И это правильно. А это вы его убили, вот он и смотрит. Не вы лично, конечно, но ваши предки – первобытные охотники. Взор мамонта с порога обличает того, кто его истребил. По крайней мере, предательски воткнул копьё в мохнатую спину, добил в трудную эпоху потепления климата и катастрофических изменений привычного ландшафта мамонтовой фауны – тундростепи. Мамонты проявили упорство и боролись до последнего. Мы чуть-чуть не успели – последние останки датируются временем всего 5000 лет назад. А могли бы использовать при постройке БАМа или там прокладке труб «Силы Сибири» бесплатную рабочую силу мохнатых древних гигантов.
Мамонты вымерли, но...
Помогли им наши предки уйти в страну Вечной охоты или нет – тут ученые до сих пор спорят. Возможно, Ватагин изобразил как раз стадо последних мамонтов. Их было 10 миллионов в тундростепях Евразии. А осталась вот эта группа из 6 зверей. Пейзаж суров и монументален, как и сами животные. В фигурах ощущается напряжение, тревога и уныние – корма мало, кругом наседают хищники – четвероногие и двуногие. Тревога во всей динамике картины. Тревога и безнадежность. Сгорбившись, бредут животные по бесплодной, бугристой, бурой тундре. Ледяной ветер с ледников развевает жесткие копны волос на загривке первой, самой крупной самки, которая ведет стадо – словно флаги несущегося по стерне на верную гибель эскадрона тяжелых кирасиров. Детёнышей не видно. Видимо, перед нами и правда последние остатки мамонтов, которые жили в тундрах Сибири ещё в те времена, когда египтяне уже строили пирамиды в Долине мертвых.
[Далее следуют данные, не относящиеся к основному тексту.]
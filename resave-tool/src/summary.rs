use resave_core::papyrus::table::Link;
use resave_core::{Diagnostic, Papyrus, SaveFile, SizeReport};
use serde::Serialize;

#[derive(Debug, Serialize)]
pub struct HeaderSummary {
    pub game: String,
    pub version: u32,
    pub save_number: u32,
    pub player: String,
    pub level: u32,
    pub location: String,
    pub game_date: String,
    pub race: String,
    pub screenshot: String,
    pub compression: String,
    pub form_version: u8,
    pub game_version: Option<String>,
}

#[derive(Debug, Serialize)]
pub struct ScriptSummary {
    pub name: String,
    pub parent: Option<String>,
    pub members: Vec<String>,
}

#[derive(Debug, Serialize)]
pub struct PapyrusSummary {
    pub strings: usize,
    pub large_string_table: bool,
    pub scripts: Vec<ScriptSummary>,
    pub script_instances: usize,
    pub unattached_instances: usize,
    pub references: usize,
    pub struct_instances: usize,
    pub arrays: usize,
    pub active_scripts: usize,
    pub function_messages: usize,
    pub suspended_stacks: usize,
    pub undefined_references: usize,
    pub truncated: bool,
    pub string_table_bug: bool,
    pub failure: Option<String>,
}

#[derive(Debug, Serialize)]
pub struct ChangeFormSummary {
    pub ref_id: String,
    pub form_id: Option<String>,
    pub plugin: Option<String>,
    pub form_type: String,
    pub flags: String,
    pub length: usize,
    pub compressed: bool,
}

#[derive(Debug, Serialize)]
pub struct SaveSummary {
    pub header: HeaderSummary,
    pub plugins: Vec<String>,
    pub light_plugins: Vec<String>,
    pub global_data: Vec<u32>,
    pub change_forms: Vec<ChangeFormSummary>,
    pub corrupt_change_forms: usize,
    pub papyrus: Option<PapyrusSummary>,
    pub sizes: SizeReport,
    pub diagnostics: Vec<Diagnostic>,
    pub truncated: bool,
}

fn papyrus_summary(p: &Papyrus) -> PapyrusSummary {
    let scripts = p
        .scripts
        .iter()
        .map(|(name, script)| ScriptSummary {
            name: p.strings.text(*name),
            parent: match script.parent {
                Link::Absent => None,
                _ => Some(p.strings.text(script.parent_name)),
            },
            members: script
                .members
                .iter()
                .map(|m| format!("{} {}", p.strings.text(m.type_name), p.strings.text(m.name)))
                .collect(),
        })
        .collect();

    PapyrusSummary {
        strings: p.strings.len(),
        large_string_table: p.strings.is_large(),
        scripts,
        script_instances: p.script_instances.len(),
        unattached_instances: p.unattached_instances().count(),
        references: p.references.len(),
        struct_instances: p.struct_instances.len(),
        arrays: p.arrays.len(),
        active_scripts: p.active_scripts.len(),
        function_messages: p.function_messages.len(),
        suspended_stacks: p.suspended_stacks1.len() + p.suspended_stacks2.len(),
        undefined_references: p.undefined_reference_count(),
        truncated: p.truncated,
        string_table_bug: p.string_table_bug,
        failure: p.failure.clone(),
    }
}

impl SaveSummary {
    pub fn new(save: &SaveFile, parallel_threshold: usize) -> Self {
        let h = &save.header;
        let header = HeaderSummary {
            game: save.game.to_string(),
            version: h.version,
            save_number: h.save_number,
            player: save.text(&h.player_name),
            level: h.level,
            location: save.text(&h.location),
            game_date: save.text(&h.game_date),
            race: save.text(&h.race),
            screenshot: format!("{}x{}", h.shot_width, h.shot_height),
            compression: h.compression.to_string(),
            form_version: save.form_version,
            game_version: save.game_version.as_ref().map(|v| save.text(v)),
        };

        let change_forms = save
            .change_forms
            .forms()
            .map(|f| ChangeFormSummary {
                ref_id: f.ref_id.to_string(),
                form_id: save.form_id_for(f.ref_id).map(|id| format!("{:08X}", id)),
                plugin: save.plugin_for(f.ref_id).map(|p| save.text(p)),
                form_type: f
                    .form_type()
                    .map_or_else(|| format!("unknown ({})", f.type_code()), |t| t.to_string()),
                flags: format!("{:08X}", f.change_flags.bits()),
                length: f.raw_data().len(),
                compressed: f.is_compressed(),
            })
            .collect();

        Self {
            header,
            plugins: save.plugins.full.iter().map(|p| save.text(p)).collect(),
            light_plugins: save
                .plugins
                .light
                .iter()
                .flatten()
                .map(|p| save.text(p))
                .collect(),
            global_data: save
                .table1
                .iter()
                .chain(&save.table2)
                .chain(&save.table3)
                .map(|g| g.kind)
                .collect(),
            change_forms,
            corrupt_change_forms: save.change_forms.corrupt_spans().count(),
            papyrus: save.papyrus().map(papyrus_summary),
            sizes: SizeReport::of_save(save, parallel_threshold),
            diagnostics: save.diagnostics().entries().to_vec(),
            truncated: save.is_truncated(),
        }
    }
}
Мамонты вымерли, ушли в небытие, наполнили своим шумным лохматым присутствием мир мёртвых. Но здесь, на восточной стене музея, они живые – идут себе, пыхтя, по тундре. Живые, теплые, свободные. Чем не картина на традиционный сюжет Воскресения всей твари, освобожденной наконец, от мучения?
Скажем больше: тема воскрешения мамонтов вообще время от времени возникает в связи с очередными успехами генной инженерии. Почему-то именно про мамонтов чаще всего спрашивают журналисты сотрудников нашей лаборатории древней ДНК в этой связи. Но… нет, пока нет. ДНК – штука хрупкая, даже в вечной мерзлоте не выдерживает и распадается на фрагменты, так что говорить о клонировании мамонтов из древней «молекулы наследственности» пока ещё рано, технологии не позволяют.
Есть свидетельство ученика Василия Ватагина о том, где художник делал первые наброски ландшафта для панно с мамонтами. Но здесь уже начинается личная, авторская история. Вот сейчас я стою у микрофона в студии звукозаписи факультета журналистики Московского университета на рубеже шестидесятилетия. И как многих в этом переходном возрасте, меня терзают мысли о творчестве, о жизни, о старости и последнем переходе. И тут воспоминания Василия Алексеевича очень помогли мне, потому что он прошел через эти же муки рефлексии человека о смысле бытия и своем предназначении.
Василий Ватагин встречал этот возрастной рубеж на Севере, в Лапландском заповеднике, на этюдах с учеником Вадимом Трофимовым. И тоже казался задумчивым и даже расстроенным, пребывающим в сомнениях. Показывая последние наброски, сказал: «Знаете, Вадим, все-таки годы берут своё, заставляют подумать о старости. Мне кажется, я что-то потерял, перестал видеть, и рисунки кажутся хуже, чем раньше». И показал два этюда с гранитными «лбами», словно идущими прямо на зрителя. Позднее эти рисунки превратились в композицию с группой мамонтов, уходящих от надвигающихся ледников. Так написано в воспоминаниях самого Трофимова. Из этих слов становится понятно, что сначала на рисунках Ватагина присутствовали только причудливые гранитные скалы, покрытые мохнатыми северными лишайниками, и только потом они трансформировались в сложную многофигурную композицию с животными.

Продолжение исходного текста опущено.